---------- INFORMATION SUPPLIED ----------

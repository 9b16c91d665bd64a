//! Time sources the processor can read "now" from.

use std::cell::Cell;
use std::rc::Rc;
use std::time::Instant;

use chrono::Utc;

/// Current time in milliseconds. Must not go backwards.
pub trait TimeSource {
    fn now_ms(&self) -> i64;
}

impl<F> TimeSource for F
where
    F: Fn() -> i64,
{
    fn now_ms(&self) -> i64 {
        self()
    }
}

/// Milliseconds since the clock was created.
#[derive(Debug, Clone, Copy)]
pub struct MonotonicClock {
    origin: Instant,
}

impl MonotonicClock {
    pub fn new() -> Self {
        Self {
            origin: Instant::now(),
        }
    }
}

impl Default for MonotonicClock {
    fn default() -> Self {
        Self::new()
    }
}

impl TimeSource for MonotonicClock {
    fn now_ms(&self) -> i64 {
        i64::try_from(self.origin.elapsed().as_millis()).unwrap_or(i64::MAX)
    }
}

/// Wall-clock milliseconds since the Unix epoch.
#[derive(Debug, Clone, Copy, Default)]
pub struct UtcClock;

impl TimeSource for UtcClock {
    fn now_ms(&self) -> i64 {
        Utc::now().timestamp_millis()
    }
}

/// Hand-driven clock for tests and simulations. Clones share the same time.
#[derive(Debug, Clone, Default)]
pub struct ManualClock {
    now: Rc<Cell<i64>>,
}

impl ManualClock {
    pub fn new(start: i64) -> Self {
        Self {
            now: Rc::new(Cell::new(start)),
        }
    }

    pub fn set(&self, now: i64) {
        self.now.set(now);
    }

    pub fn advance(&self, ms: i64) {
        self.now.set(self.now.get() + ms);
    }

    pub fn get(&self) -> i64 {
        self.now.get()
    }
}

impl TimeSource for ManualClock {
    fn now_ms(&self) -> i64 {
        self.now.get()
    }
}
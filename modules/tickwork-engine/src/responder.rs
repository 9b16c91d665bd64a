//! Responders, their handles, and the alias table used to remove them.

use std::collections::HashMap;
use std::fmt;
use std::rc::Rc;

use anyhow::Result;
use serde::{Deserialize, Serialize};

use crate::incident::{Incident, IncidentCode};
use crate::processor::Processor;
use crate::strategy::StrategyId;

/// What a responder or strategy step reports back.
#[derive(Debug, Clone, Copy, PartialEq, Eq, Hash, Serialize, Deserialize)]
pub enum Outcome {
    /// Execution ended successfully.
    Success,
    /// Execution did not end successfully.
    Failure,
    /// Execution halted; do not continue the current strategy.
    Halt,
}

/// Canonical callback form. An `Err` plays the role of a thrown exception.
pub type Responder = Rc<dyn Fn(&mut Processor, &Incident) -> Result<Outcome>>;

/// Wrap a closure into a [`Responder`].
pub fn responder<F>(f: F) -> Responder
where
    F: Fn(&mut Processor, &Incident) -> Result<Outcome> + 'static,
{
    Rc::new(f)
}

/// Normalise a callback that ignores the incident. Always reports success.
pub fn from_action<F>(f: F) -> Responder
where
    F: Fn(&mut Processor) + 'static,
{
    Rc::new(move |processor: &mut Processor, _incident: &Incident| {
        f(processor);
        Ok(Outcome::Success)
    })
}

/// Normalise a callback that consumes the incident. Always reports success.
pub fn from_consumer<F>(f: F) -> Responder
where
    F: Fn(&mut Processor, &Incident) + 'static,
{
    Rc::new(move |processor: &mut Processor, incident: &Incident| {
        f(processor, incident);
        Ok(Outcome::Success)
    })
}

/// Token returned by every responder registration.
#[derive(Debug, Clone, Copy, PartialEq, Eq, Hash, PartialOrd, Ord)]
pub struct ResponderHandle(u64);

impl ResponderHandle {
    pub(crate) fn new(value: u64) -> Self {
        Self(value)
    }
}

impl fmt::Display for ResponderHandle {
    fn fmt(&self, f: &mut fmt::Formatter<'_>) -> fmt::Result {
        write!(f, "responder#{}", self.0)
    }
}

/// One slot in a code's responder list.
#[derive(Clone)]
pub(crate) struct ResponderEntry {
    pub(crate) handle: ResponderHandle,
    pub(crate) responder: Responder,
}

/// What a caller presents to remove a registration.
#[derive(Debug, Clone, Copy, PartialEq, Eq, Hash)]
pub enum ResponderKey {
    Handle(ResponderHandle),
    Strategy(StrategyId),
}

impl From<ResponderHandle> for ResponderKey {
    fn from(handle: ResponderHandle) -> Self {
        Self::Handle(handle)
    }
}

impl From<StrategyId> for ResponderKey {
    fn from(id: StrategyId) -> Self {
        Self::Strategy(id)
    }
}

/// Registrations made on behalf of something else.
///
/// A strategy that waits on an incident registers a wrapper responder; the
/// wrapper's handle is recorded here under the strategy so it can later be
/// removed by presenting the strategy instead of the handle.
#[derive(Debug, Default)]
pub struct ResponderAliasTable {
    aliases: HashMap<ResponderKey, Vec<(IncidentCode, ResponderHandle)>>,
}

impl ResponderAliasTable {
    pub fn alias(&mut self, key: ResponderKey, code: IncidentCode, handle: ResponderHandle) {
        self.aliases.entry(key).or_default().push((code, handle));
    }

    pub fn lookup(&self, key: ResponderKey) -> &[(IncidentCode, ResponderHandle)] {
        self.aliases.get(&key).map(Vec::as_slice).unwrap_or_default()
    }

    /// Remove and return the handles aliased under `key` for one code.
    pub fn take(&mut self, key: ResponderKey, code: IncidentCode) -> Vec<ResponderHandle> {
        let Some(entries) = self.aliases.get_mut(&key) else {
            return Vec::new();
        };
        let mut taken = Vec::new();
        entries.retain(|(c, h)| {
            if *c == code {
                taken.push(*h);
                false
            } else {
                true
            }
        });
        if entries.is_empty() {
            self.aliases.remove(&key);
        }
        taken
    }

    /// Remove and return every registration aliased under `key`.
    pub fn take_all(&mut self, key: ResponderKey) -> Vec<(IncidentCode, ResponderHandle)> {
        self.aliases.remove(&key).unwrap_or_default()
    }

    pub fn len(&self) -> usize {
        self.aliases.values().map(Vec::len).sum()
    }

    pub fn is_empty(&self) -> bool {
        self.aliases.is_empty()
    }
}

----------

TASK INSTRUCTIONS –
Find the lines in the material above that include the string "Instant", and state how many there are without any other text.

RESPONSE TO THIS EXERCISE –
3